TFSA, RRSP, GIC, RESP – when it comes to investing, there are no shortages of acronyms. There is no also no shortage of confusion. Should you be maximizing your Registered Retirement Savings Plan, watching the ups and downs of the TSE, jumping into the ATHEX in case things make a dramatic turnaround, all the while judging your ABC through ABM? Thankfully, unless your job is an investment advisor, you only need to know about the investment strategies that impact you; and two of the most trusted investment strategies are the TFSA and RRSP.
What are these things?
TFSA stands for Tax Free Savings Account and RRSP stands for registered retirement savings plan. Both are ways to save money.
Why do I need one?
Savings are a necessity so you don’t live one emergency away from financial ruin, and also so you can retire in comfort. Failure to save is like failing to plan. The money you need for your future is not there unless you secure it. Winning the lottery or marrying rich is not a viable plan. Putting money into an account where it can earn interest and/or work out to your advantage for taxes is a realistic and attainable alternative.
What’s the difference?
A TFSA is very flexible. Investment income and withdrawals from your TFSA are tax free. The annual contribution you can make to a TFSA is rising to $10,000 this year. TFSAs do not affect your ability to collect Old Age Security, Guaranteed Income Supplement or the Canadian Child Tax Benefit. TFSAs can be transferred to a spouse or common law partner as a death benefit (conditions apply). Contributions to a TFSA are not tax deductible.

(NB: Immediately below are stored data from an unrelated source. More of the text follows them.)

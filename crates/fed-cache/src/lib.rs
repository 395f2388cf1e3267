//! # fed-cache
//!
//! Storage manager for short-lived federation state: artifact messages and
//! seen request IDs. Entries carry a TTL and disappear on their own.
//!
//! ## Cache Providers
//!
//! - [`CacheProvider`] - Basic key-value operations with TTL
//! - [`AtomicCacheProvider`] - Set-if-absent and get-and-delete
//!
//! ## Implementations
//!
//! - [`InMemoryCache`] - Process-local cache with a background sweeper

#![forbid(unsafe_code)]
#![deny(missing_docs)]

pub mod error;
pub mod memory;
pub mod provider;

pub use error::{CacheError, CacheResult};
pub use memory::InMemoryCache;
pub use provider::{AtomicCacheProvider, CacheProvider};
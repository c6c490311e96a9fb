//! Single-match outcome generation.
//!
//! Goals are independent Poisson draws whose means combine the two teams'
//! strength ratings, the league scoring baselines, and one bounded uniform
//! noise factor per side (the chaos factor). The mean computation is a
//! separate pure function from the sampling so tests can pin the exact
//! Poisson means without touching randomness.

use rand::Rng;
use rand_distr::{Distribution, Poisson};
use serde::{Deserialize, Serialize};

use crate::engine::config::SimConfig;
use crate::models::TeamRating;

/// Match-level tunables, extracted from [`SimConfig`] once per batch.
#[derive(Debug, Clone, Copy, PartialEq, Serialize, Deserialize)]
pub struct MatchParams {
    pub chaos_factor: f64,
    pub avg_goals_home: f64,
    pub avg_goals_away: f64,
}

impl MatchParams {
    pub fn from_config(config: &SimConfig) -> Self {
        Self {
            chaos_factor: config.chaos_factor,
            avg_goals_home: config.avg_goals_home,
            avg_goals_away: config.avg_goals_away,
        }
    }
}

/// Expected goal means for one fixture, given per-side noise factors.
///
/// Home mean = home attack x away defense x home baseline x home noise,
/// and symmetrically for the away side.
pub fn expected_goals(
    home: &TeamRating,
    away: &TeamRating,
    params: &MatchParams,
    home_noise: f64,
    away_noise: f64,
) -> (f64, f64) {
    let home_mean = home.attack * away.defense * params.avg_goals_home * home_noise;
    let away_mean = away.attack * home.defense * params.avg_goals_away * away_noise;
    (home_mean, away_mean)
}

/// Simulates one fixture: draws the two noise factors and the two goal
/// counts from `rng`, which must be the owning trial's private stream.
pub fn simulate_score<R: Rng>(
    home: &TeamRating,
    away: &TeamRating,
    params: &MatchParams,
    rng: &mut R,
) -> (u32, u32) {
    let c = params.chaos_factor;
    let home_noise = rng.gen_range(1.0 - c..=1.0 + c);
    let away_noise = rng.gen_range(1.0 - c..=1.0 + c);

    let (home_mean, away_mean) = expected_goals(home, away, params, home_noise, away_noise);
    (sample_goals(home_mean, rng), sample_goals(away_mean, rng))
}

/// One Poisson draw. A non-positive mean is the distribution's degenerate
/// limit and yields zero goals (a team with zero goals-for has attack 0).
fn sample_goals<R: Rng>(mean: f64, rng: &mut R) -> u32 {
    if mean <= 0.0 {
        return 0;
    }
    match Poisson::new(mean) {
        Ok(dist) => {
            let draw: f64 = dist.sample(rng);
            draw as u32
        }
        // Unreachable for positive finite means; zero is the safe floor.
        Err(_) => 0,
    }
}
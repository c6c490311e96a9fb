use serde::{Deserialize, Serialize};

/// Season-to-date record for one team over a known number of played
/// matches. The matches-played denominator lives in the simulation config,
/// not here, because it is league-wide and changes weekly.
#[derive(Debug, Clone, Copy, PartialEq, Eq, Serialize, Deserialize)]
pub struct TeamSeasonStats {
    pub points: u32,
    pub goals_for: u32,
    pub goals_against: u32,
}

impl TeamSeasonStats {
    pub fn new(points: u32, goals_for: u32, goals_against: u32) -> Self {
        Self { points, goals_for, goals_against }
    }

    /// Signed goal difference (GF - GA), the standings baseline per trial.
    pub fn goal_difference(&self) -> i32 {
        self.goals_for as i32 - self.goals_against as i32
    }
}

/// Points earned in each of the last five played matches, oldest first.
/// Each entry is 0, 1 or 3; the provider validates this before handing
/// the record over.
#[derive(Debug, Clone, Copy, PartialEq, Eq, Serialize, Deserialize)]
pub struct FormRecord {
    pub last_five: [u8; 5],
}

impl FormRecord {
    pub fn new(last_five: [u8; 5]) -> Self {
        Self { last_five }
    }

    pub fn points_sum(&self) -> u32 {
        self.last_five.iter().map(|&p| u32::from(p)).sum()
    }

    /// Recent points per game over the five-match window.
    pub fn points_per_game(&self) -> f64 {
        self.points_sum() as f64 / self.last_five.len() as f64
    }
}

/// One unplayed match, home side first.
#[derive(Debug, Clone, PartialEq, Eq, Serialize, Deserialize)]
pub struct Fixture {
    pub home: String,
    pub away: String,
}

impl Fixture {
    pub fn new(home: impl Into<String>, away: impl Into<String>) -> Self {
        Self { home: home.into(), away: away.into() }
    }
}
//! Full-season replay for one trial.
//!
//! A [`SeasonSimulator`] is built once per batch from validated inputs and
//! then replayed any number of times, each replay owning a private
//! ChaCha8 stream seeded from its trial seed. Identical seed, identical
//! outcome, byte for byte.

use std::collections::HashMap;

use rand::SeedableRng;
use rand_chacha::ChaCha8Rng;

use crate::engine::config::SimConfig;
use crate::engine::match_sim::{simulate_score, MatchParams};
use crate::error::{Result, SimError};
use crate::models::{Fixture, SimStandingsRow, TeamRating, TeamSeasonStats, TrialResult};

/// Dense index over the league. Names are interned in ascending order, so
/// an index comparison doubles as the name-order tertiary tie-break of the
/// final table sort.
#[derive(Debug, Clone)]
pub(crate) struct LeagueIndex {
    names: Vec<String>,
}

impl LeagueIndex {
    fn build(teams: &HashMap<String, TeamSeasonStats>) -> Self {
        let mut names: Vec<String> = teams.keys().cloned().collect();
        names.sort_unstable();
        Self { names }
    }

    fn resolve(&self, name: &str) -> Option<usize> {
        self.names.binary_search_by(|probe| probe.as_str().cmp(name)).ok()
    }

    pub(crate) fn name(&self, idx: usize) -> &str {
        &self.names[idx]
    }

    pub(crate) fn len(&self) -> usize {
        self.names.len()
    }

    pub(crate) fn names(&self) -> &[String] {
        &self.names
    }
}

/// Compact outcome of one trial, in league-index space. The orchestrator
/// aggregates these directly; [`TrialResult`] is the name-keyed view.
#[derive(Debug, Clone, PartialEq, Eq)]
pub(crate) struct TrialOutcome {
    /// Indices of the relegated teams, worst-placed last.
    pub relegated: Vec<usize>,
    /// Final points per team, in league-index order.
    pub points: Vec<u32>,
    /// Points of the lowest-placed team that stayed up.
    pub survival_points: u32,
}

/// Replays the remaining season against shared read-only state.
///
/// Construction resolves every fixture against the league index and fails
/// fast on unknown teams; replays afterwards are infallible and touch no
/// shared mutable state, so a batch can run them from any thread.
#[derive(Debug)]
pub struct SeasonSimulator {
    index: LeagueIndex,
    baseline: Vec<SimStandingsRow>,
    ratings: Vec<TeamRating>,
    fixtures: Vec<(usize, usize)>,
    params: MatchParams,
    points_win: u32,
    points_draw: u32,
    points_loss: u32,
    relegation_slots: usize,
}

impl SeasonSimulator {
    /// Builds the shared per-batch state: interned names, baseline table
    /// copied from the current standings, fixture list resolved to
    /// indices, ratings in index order.
    pub fn new(
        teams: &HashMap<String, TeamSeasonStats>,
        ratings: &HashMap<String, TeamRating>,
        fixtures: &[Fixture],
        config: &SimConfig,
    ) -> Result<Self> {
        config.validate()?;
        if teams.is_empty() {
            return Err(SimError::EmptyLeague);
        }
        if config.relegation_slots >= teams.len() {
            return Err(SimError::TooManyRelegationSlots {
                slots: config.relegation_slots,
                teams: teams.len(),
            });
        }

        let index = LeagueIndex::build(teams);

        let mut baseline = Vec::with_capacity(index.len());
        let mut rating_table = Vec::with_capacity(index.len());
        for name in index.names() {
            let stats = &teams[name];
            baseline.push(SimStandingsRow {
                points: stats.points,
                goal_diff: stats.goal_difference(),
            });
            let rating = ratings
                .get(name)
                .copied()
                .ok_or_else(|| SimError::MissingRating { team: name.clone() })?;
            rating_table.push(rating);
        }

        let mut resolved = Vec::with_capacity(fixtures.len());
        for (i, fixture) in fixtures.iter().enumerate() {
            let home = index.resolve(&fixture.home).ok_or_else(|| SimError::UnknownTeam {
                team: fixture.home.clone(),
                index: i,
            })?;
            let away = index.resolve(&fixture.away).ok_or_else(|| SimError::UnknownTeam {
                team: fixture.away.clone(),
                index: i,
            })?;
            resolved.push((home, away));
        }

        Ok(Self {
            index,
            baseline,
            ratings: rating_table,
            fixtures: resolved,
            params: MatchParams::from_config(config),
            points_win: config.points_win,
            points_draw: config.points_draw,
            points_loss: config.points_loss,
            relegation_slots: config.relegation_slots,
        })
    }

    pub(crate) fn league(&self) -> &LeagueIndex {
        &self.index
    }

    /// One trial: private stream from the seed, fresh copy of the
    /// baseline table, every fixture applied in listed order, final sort
    /// by (points desc, goal-diff desc, name asc).
    pub(crate) fn run_trial(&self, seed: u64) -> TrialOutcome {
        let mut rng = ChaCha8Rng::seed_from_u64(seed);
        let mut table = self.baseline.clone();

        for &(home, away) in &self.fixtures {
            let (home_goals, away_goals) =
                simulate_score(&self.ratings[home], &self.ratings[away], &self.params, &mut rng);

            if home_goals > away_goals {
                table[home].points += self.points_win;
                table[away].points += self.points_loss;
            } else if away_goals > home_goals {
                table[away].points += self.points_win;
                table[home].points += self.points_loss;
            } else {
                table[home].points += self.points_draw;
                table[away].points += self.points_draw;
            }

            let margin = home_goals as i32 - away_goals as i32;
            table[home].goal_diff += margin;
            table[away].goal_diff -= margin;
        }

        let mut order: Vec<usize> = (0..table.len()).collect();
        order.sort_unstable_by(|&a, &b| {
            table[b]
                .points
                .cmp(&table[a].points)
                .then(table[b].goal_diff.cmp(&table[a].goal_diff))
                .then(a.cmp(&b))
        });

        let cut = order.len() - self.relegation_slots;
        TrialOutcome {
            relegated: order[cut..].to_vec(),
            points: table.iter().map(|row| row.points).collect(),
            survival_points: table[order[cut - 1]].points,
        }
    }

    /// One trial with names attached, for callers outside the batch loop.
    pub fn replay_season(&self, seed: u64) -> TrialResult {
        let outcome = self.run_trial(seed);
        TrialResult {
            relegated: outcome
                .relegated
                .iter()
                .map(|&idx| self.index.name(idx).to_string())
                .collect(),
            final_points: outcome
                .points
                .iter()
                .enumerate()
                .map(|(idx, &pts)| (self.index.name(idx).to_string(), pts))
                .collect(),
            survival_points: outcome.survival_points,
        }
    }
}

#[cfg(test)]
mod tests {
    use super::*;
    use crate::engine::ratings::compute_ratings;

    fn league(entries: &[(&str, u32, u32, u32)]) -> HashMap<String, TeamSeasonStats> {
        entries
            .iter()
            .map(|&(name, pts, gf, ga)| {
                (name.to_string(), TeamSeasonStats::new(pts, gf, ga))
            })
            .collect()
    }

    fn simulator(
        teams: &HashMap<String, TeamSeasonStats>,
        fixtures: &[Fixture],
        config: &SimConfig,
    ) -> SeasonSimulator {
        let ratings = compute_ratings(teams, None, config.matches_played).unwrap();
        SeasonSimulator::new(teams, &ratings, fixtures, config).unwrap()
    }

    #[test]
    fn identical_seed_identical_outcome() {
        let teams = league(&[
            ("Genoa", 23, 29, 37),
            ("Lecce", 21, 15, 31),
            ("Pisa", 15, 19, 40),
            ("Verona", 15, 18, 41),
        ]);
        let fixtures = vec![
            Fixture::new("Genoa", "Lecce"),
            Fixture::new("Pisa", "Verona"),
            Fixture::new("Lecce", "Pisa"),
            Fixture::new("Verona", "Genoa"),
        ];
        let config = SimConfig { relegation_slots: 2, ..SimConfig::default() };
        let sim = simulator(&teams, &fixtures, &config);

        for seed in [0u64, 1, 42, u64::MAX] {
            assert_eq!(sim.replay_season(seed), sim.replay_season(seed));
        }
    }

    #[test]
    fn zero_baselines_make_every_match_a_draw() {
        // avg goals 0 forces 0-0 everywhere, so the replay is exact:
        // every team gains one point per fixture played.
        let teams = league(&[
            ("Cagliari", 28, 28, 33),
            ("Parma", 26, 16, 30),
            ("Torino", 27, 24, 42),
        ]);
        let fixtures = vec![
            Fixture::new("Cagliari", "Parma"),
            Fixture::new("Parma", "Torino"),
            Fixture::new("Torino", "Cagliari"),
        ];
        let config = SimConfig {
            avg_goals_home: 0.0,
            avg_goals_away: 0.0,
            relegation_slots: 1,
            ..SimConfig::default()
        };
        let sim = simulator(&teams, &fixtures, &config);
        let result = sim.replay_season(9);

        assert_eq!(result.final_points["Cagliari"], 30);
        assert_eq!(result.final_points["Torino"], 29);
        assert_eq!(result.final_points["Parma"], 28);
        assert_eq!(result.relegated, vec!["Parma".to_string()]);
        assert_eq!(result.survival_points, 29);
    }

    #[test]
    fn points_and_goal_difference_are_conserved() {
        let teams = league(&[
            ("Bologna", 30, 32, 31),
            ("Cagliari", 28, 28, 33),
            ("Sassuolo", 29, 27, 34),
            ("Udinese", 32, 27, 36),
        ]);
        let fixtures = vec![
            Fixture::new("Bologna", "Cagliari"),
            Fixture::new("Sassuolo", "Udinese"),
            Fixture::new("Cagliari", "Sassuolo"),
            Fixture::new("Udinese", "Bologna"),
            Fixture::new("Bologna", "Sassuolo"),
        ];
        let config = SimConfig { relegation_slots: 1, ..SimConfig::default() };
        let sim = simulator(&teams, &fixtures, &config);

        let initial_points: u32 = teams.values().map(|t| t.points).sum();
        let initial_gd: i32 = teams.values().map(|t| t.goal_difference()).sum();

        for seed in 0..200 {
            let result = sim.replay_season(seed);
            let total_points: u32 = result.final_points.values().sum();
            let awarded = total_points - initial_points;
            // Each fixture awards 3 (decisive) or 2 (draw) points.
            assert!(awarded >= 2 * fixtures.len() as u32);
            assert!(awarded <= 3 * fixtures.len() as u32);

            // Goal margins cancel pairwise, so league-wide goal
            // difference never moves. Replay the same stream against a
            // raw table to observe the rows directly.
            let mut table = sim.baseline.clone();
            let mut rng = ChaCha8Rng::seed_from_u64(seed);
            for &(home, away) in &sim.fixtures {
                let (hg, ag) = simulate_score(
                    &sim.ratings[home],
                    &sim.ratings[away],
                    &sim.params,
                    &mut rng,
                );
                let margin = hg as i32 - ag as i32;
                table[home].goal_diff += margin;
                table[away].goal_diff -= margin;
            }
            let final_gd: i32 = table.iter().map(|row| row.goal_diff).sum();
            assert_eq!(final_gd, initial_gd);
        }
    }

    #[test]
    fn ties_break_by_team_name_ascending() {
        // Identical stats and no remaining fixtures: the table is decided
        // purely by the tertiary key.
        let teams = league(&[
            ("Milan", 30, 30, 30),
            ("Atalanta", 30, 30, 30),
            ("Roma", 30, 30, 30),
            ("Inter", 30, 30, 30),
        ]);
        let config = SimConfig { relegation_slots: 2, ..SimConfig::default() };
        let sim = simulator(&teams, &[], &config);
        let result = sim.replay_season(1);

        // Name-ascending order: Atalanta, Inter, Milan, Roma. Bottom two
        // of that order go down.
        assert_eq!(result.relegated, vec!["Milan".to_string(), "Roma".to_string()]);
        assert_eq!(result.survival_points, 30);
    }

    #[test]
    fn relegates_exactly_the_bottom_slots() {
        let teams = league(&[
            ("Inter", 58, 57, 19),
            ("Milan", 50, 38, 17),
            ("Lecce", 21, 15, 31),
            ("Pisa", 15, 19, 40),
            ("Verona", 15, 18, 41),
        ]);
        let fixtures = vec![Fixture::new("Inter", "Verona"), Fixture::new("Milan", "Pisa")];
        let config = SimConfig::default(); // 3 slots
        let sim = simulator(&teams, &fixtures, &config);

        for seed in 0..50 {
            let result = sim.replay_season(seed);
            assert_eq!(result.relegated.len(), 3);
            assert_eq!(result.final_points.len(), 5);
        }
    }

    #[test]
    fn unknown_fixture_team_is_rejected_with_index() {
        let teams = league(&[("Como", 41, 37, 16), ("Roma", 46, 29, 14)]);
        let ratings = compute_ratings(&teams, None, 24).unwrap();
        let fixtures =
            vec![Fixture::new("Como", "Roma"), Fixture::new("Como", "Spezia")];
        let config = SimConfig { relegation_slots: 1, ..SimConfig::default() };

        let err = SeasonSimulator::new(&teams, &ratings, &fixtures, &config).unwrap_err();
        assert_eq!(err, SimError::UnknownTeam { team: "Spezia".to_string(), index: 1 });
    }

    #[test]
    fn missing_rating_is_rejected() {
        let teams = league(&[("Como", 41, 37, 16), ("Roma", 46, 29, 14)]);
        let mut ratings = compute_ratings(&teams, None, 24).unwrap();
        ratings.remove("Roma");
        let config = SimConfig { relegation_slots: 1, ..SimConfig::default() };

        let err = SeasonSimulator::new(&teams, &ratings, &[], &config).unwrap_err();
        assert_eq!(err, SimError::MissingRating { team: "Roma".to_string() });
    }

    #[test]
    fn too_many_relegation_slots_is_rejected() {
        let teams = league(&[("Como", 41, 37, 16), ("Roma", 46, 29, 14)]);
        let ratings = compute_ratings(&teams, None, 24).unwrap();
        let config = SimConfig { relegation_slots: 2, ..SimConfig::default() };

        let err = SeasonSimulator::new(&teams, &ratings, &[], &config).unwrap_err();
        assert_eq!(err, SimError::TooManyRelegationSlots { slots: 2, teams: 2 });
    }
}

RRSPs are an investment-based savings portfolio and can include a wide range of investments, including treasury bills, GICs, mutual funds and equities. Your contributions are tax deductible and the investment grows tax free. Tax is withheld on money withdrawn before retirement.
Which one is best for me?
The answer is, it depends. Your age, lifestyle, financial needs and retirement goals all play a role in determining which savings method works best for your needs.
Since your RRSP contributions are tax deductible and the investment grows tax free, higher income earners can benefit from this strategy – that is, if your income bracket drops when you are ready to access the funds. Since retires are typically in a lower income bracket when they are ready to benefit from their RRSPs, those looking for tax sheltered growth on high, regular contributions should check out this option.
Those in a lower income bracket or in need of more access and flexibility to their money should look at TFSAs. You may find yourself in need of cash for a down payment, medical bills or just a place to park money for a vacation. Since the money you withdraw before retirement is not taxed, this can be a great place to park your funds. However, you do not get to claim your contributions.
There is another option. Have both. Use the RRSP as a place to save for retirement and the TFSA as a place to hold money for shorter term goals, such as a down payment or vacation.
Whichever method you choose, you should be saving. This can seem difficult when you have financial obligations and debt, but it is not impossible. Talk to a financial advisor about your options and which savings method is best for you.